### [Input for this task]
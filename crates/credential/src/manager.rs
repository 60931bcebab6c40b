//! Per-identity credential manager
//!
//! Owns one refresh token and its derived access token, serializing refresh
//! attempts behind a single lock so concurrent callers crossing the stale
//! threshold produce exactly one upstream call.

use std::sync::Arc;

use tokio::sync::Mutex;
use tracing::{info, warn};

use common::Clock;
use store::PersistentStore;

use crate::classify::{Classification, classify};
use crate::endpoints::RegionEndpoints;
use crate::error::{Error, Result};
use crate::fingerprint::fingerprint;
use crate::token::{self, Attempt};

/// Seconds before expiry at which a cached token is considered stale.
pub const DEFAULT_REFRESH_THRESHOLD_SECS: u64 = 60;

const MAX_RETRIES: u32 = 3;
const BASE_DELAY_MS: u64 = 1000;

struct CachedToken {
    access_token: String,
    /// `None` until the first successful refresh.
    expires_at: Option<u64>,
    refresh_token: String,
    client_id: Option<String>,
    client_secret: Option<String>,
    profile_arn: Option<String>,
}

/// Supplies a currently-valid access token for one identity, refreshing it
/// transparently when absent or near expiry.
pub struct CredentialManager {
    identity_id: u64,
    region: String,
    endpoints: RegionEndpoints,
    refresh_threshold_secs: u64,
    store: Arc<dyn PersistentStore>,
    clock: Arc<dyn Clock>,
    http_client: reqwest::Client,
    state: Mutex<CachedToken>,
}

impl CredentialManager {
    pub fn new(
        identity_id: u64,
        region: String,
        refresh_token: String,
        client_id: Option<String>,
        client_secret: Option<String>,
        profile_arn: Option<String>,
        store: Arc<dyn PersistentStore>,
        clock: Arc<dyn Clock>,
        http_client: reqwest::Client,
    ) -> Self {
        let endpoints = RegionEndpoints::for_region(&region);
        Self {
            identity_id,
            region,
            endpoints,
            refresh_threshold_secs: DEFAULT_REFRESH_THRESHOLD_SECS,
            store,
            clock,
            http_client,
            state: Mutex::new(CachedToken {
                access_token: String::new(),
                expires_at: None,
                refresh_token,
                client_id,
                client_secret,
                profile_arn,
            }),
        }
    }

    /// Override the default refresh threshold (seconds before expiry at
    /// which a cached token is treated as stale).
    pub fn with_refresh_threshold_secs(mut self, secs: u64) -> Self {
        self.refresh_threshold_secs = secs;
        self
    }

    pub fn identity_id(&self) -> u64 {
        self.identity_id
    }

    pub fn region(&self) -> &str {
        &self.region
    }

    pub fn api_host(&self) -> &str {
        &self.endpoints.api_host
    }

    pub fn q_host(&self) -> &str {
        &self.endpoints.q_host
    }

    pub fn fingerprint(&self) -> &'static str {
        fingerprint()
    }

    pub async fn profile_arn(&self) -> Option<String> {
        self.state.lock().await.profile_arn.clone()
    }

    /// Return a currently-valid access token, refreshing first if the
    /// cached token is absent or within the refresh threshold of expiry.
    pub async fn get_access_token(&self) -> Result<String> {
        let mut state = self.state.lock().await;
        if self.is_stale(&state) {
            self.refresh_locked(&mut state).await?;
        }
        Ok(state.access_token.clone())
    }

    /// Unconditionally refresh, even if the cached token looks fresh. Used
    /// by the request-forwarding collaborator on an upstream 403.
    pub async fn force_refresh(&self) -> Result<String> {
        let mut state = self.state.lock().await;
        self.refresh_locked(&mut state).await?;
        Ok(state.access_token.clone())
    }

    fn is_stale(&self, state: &CachedToken) -> bool {
        match state.expires_at {
            None => true,
            Some(expires_at) => {
                expires_at <= self.clock.now_millis() + self.refresh_threshold_secs * 1000
            }
        }
    }

    async fn refresh_locked(&self, state: &mut CachedToken) -> Result<()> {
        if state.refresh_token.is_empty() {
            return Err(Error::NoRefreshToken);
        }

        let user_agent = format!("KiroGateway-{}", &fingerprint()[..16.min(fingerprint().len())]);
        let mut last_error: Option<Error> = None;

        for attempt in 0..MAX_RETRIES {
            let outcome = token::attempt_refresh(
                &self.http_client,
                &self.endpoints.refresh_url,
                &state.refresh_token,
                state.client_id.as_deref(),
                state.client_secret.as_deref(),
                &user_agent,
            )
            .await;

            match outcome {
                Attempt::Success(response) => {
                    let now = self.clock.now_millis();
                    let new_expires_at = now + response.expires_in.saturating_mul(1000) - 60_000;
                    let new_refresh_token = response
                        .refresh_token
                        .clone()
                        .unwrap_or_else(|| state.refresh_token.clone());

                    // Persist first, then mutate in-memory state.
                    self.store
                        .rotate_refresh_token(
                            self.identity_id,
                            &new_refresh_token,
                            response.profile_arn.clone(),
                        )
                        .await?;

                    state.access_token = response.access_token;
                    state.refresh_token = new_refresh_token;
                    if let Some(arn) = response.profile_arn {
                        state.profile_arn = Some(arn);
                    }
                    state.expires_at = Some(new_expires_at as u64);

                    info!(identity_id = self.identity_id, "refresh succeeded");
                    return Ok(());
                }
                Attempt::HttpError { status, body } => {
                    match classify(Some(status), None) {
                        Classification::Retry => {
                            last_error = Some(Error::UpstreamTransient(format!(
                                "HTTP {status}: {body}"
                            )));
                            self.backoff(attempt).await;
                        }
                        Classification::Fatal => {
                            warn!(identity_id = self.identity_id, status, "refresh refused");
                            return Err(Error::UpstreamRefused(format!(
                                "HTTP {status}: {body}"
                            )));
                        }
                    }
                }
                Attempt::Transport(kind) => {
                    debug_assert_eq!(classify(None, Some(kind)), Classification::Retry);
                    last_error = Some(Error::UpstreamTransient(format!("{kind:?}")));
                    self.backoff(attempt).await;
                }
                Attempt::Malformed(detail) => {
                    warn!(identity_id = self.identity_id, "refresh response malformed");
                    return Err(Error::MalformedResponse(detail));
                }
            }
        }

        warn!(identity_id = self.identity_id, "refresh exhausted retries");
        Err(last_error
            .unwrap_or_else(|| Error::UpstreamTransient("retries exhausted".into())))
    }

    async fn backoff(&self, attempt: u32) {
        let delay = BASE_DELAY_MS * 2u64.pow(attempt);
        tokio::time::sleep(std::time::Duration::from_millis(delay)).await;
    }
}
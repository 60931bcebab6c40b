//! Error types for persistent identity storage

/// Errors from persistent store operations.
#[derive(Debug, thiserror::Error)]
pub enum Error {
    #[error("I/O error: {0}")]
    Io(String),

    #[error("serialization error: {0}")]
    Serde(String),

    #[error("encryption error: {0}")]
    Encryption(String),

    #[error("identity not found: {0}")]
    NotFound(u64),
}

/// Result alias for store operations.
pub type Result<T> = std::result::Result<T, Error>;
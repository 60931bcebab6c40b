//! Durable storage for upstream identities
//!
//! One record per upstream refresh-token-backed identity: encrypted refresh
//! token, last-known metadata, health status, usage counters, and
//! visibility/ownership. [`PersistentStore`] is the contract the credential
//! and allocation cores depend on; [`JsonFileStore`] is the one concrete,
//! file-backed implementation.

mod crypto;
mod error;
mod file_store;
mod model;

pub use crypto::EncryptionKey;
pub use error::{Error, Result};
pub use file_store::{JsonFileStore, PersistentStore};
pub use model::{IdentityRecord, Status, TokenCredentials, Visibility};
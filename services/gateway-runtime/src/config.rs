//! Configuration types and loading
//!
//! TOML configuration for the two cores plus the collaborators they need
//! wired up (store location, HTTP client timeout). Fields mirror the
//! configuration surface enumerated in spec.md §6.

use std::path::{Path, PathBuf};

use serde::Deserialize;

use allocator::Strategy;

/// Root configuration.
#[derive(Debug, Deserialize)]
pub struct Config {
    pub identity: IdentityConfig,
    #[serde(default)]
    pub allocation: AllocationConfig,
    #[serde(default)]
    pub store: StoreConfig,
}

/// Defaults applied to newly-constructed `CredentialManager`s absent a
/// per-identity override.
#[derive(Debug, Deserialize)]
pub struct IdentityConfig {
    pub region: String,
    pub profile_arn: Option<String>,
    #[serde(default = "default_refresh_threshold")]
    pub token_refresh_threshold: u64,
}

/// Allocator policy knobs.
#[derive(Debug, Deserialize)]
#[serde(default)]
pub struct AllocationConfig {
    pub token_min_success_rate: f64,
    pub token_allocation_strategy: Strategy,
    pub token_health_check_interval: u64,
    pub self_use_mode: bool,
}

impl Default for AllocationConfig {
    fn default() -> Self {
        Self {
            token_min_success_rate: 0.5,
            token_allocation_strategy: Strategy::ScoreBased,
            token_health_check_interval: 300,
            self_use_mode: false,
        }
    }
}

/// Where the identity store lives and how the refresh HTTP client behaves.
#[derive(Debug, Deserialize)]
#[serde(default)]
pub struct StoreConfig {
    pub path: PathBuf,
    #[serde(default = "default_http_timeout")]
    pub http_timeout_secs: u64,
}

impl Default for StoreConfig {
    fn default() -> Self {
        Self {
            path: PathBuf::from("identities.json"),
            http_timeout_secs: 30,
        }
    }
}

fn default_refresh_threshold() -> u64 {
    credential::DEFAULT_REFRESH_THRESHOLD_SECS
}

fn default_http_timeout() -> u64 {
    30
}

impl Config {
    /// Load configuration from a TOML file.
    pub fn load(path: &Path) -> common::Result<Self> {
        let contents = std::fs::read_to_string(path)?;
        let config: Config = toml::from_str(&contents)?;
        Ok(config)
    }

    /// Resolve the configuration path: an explicit `--config` flag wins,
    /// otherwise `GATEWAY_CONFIG`, otherwise `./gateway.toml`.
    pub fn resolve_path(cli_path: Option<&str>) -> PathBuf {
        if let Some(p) = cli_path {
            return PathBuf::from(p);
        }
        if let Ok(p) = std::env::var("GATEWAY_CONFIG") {
            return PathBuf::from(p);
        }
        PathBuf::from("gateway.toml")
    }
}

### [Try it]
Whenever the word "detail" shows up in a line of the entries above, copy that line.

### [Output below]
                Attempt::Malformed(detail) => {
                    return Err(Error::MalformedResponse(detail));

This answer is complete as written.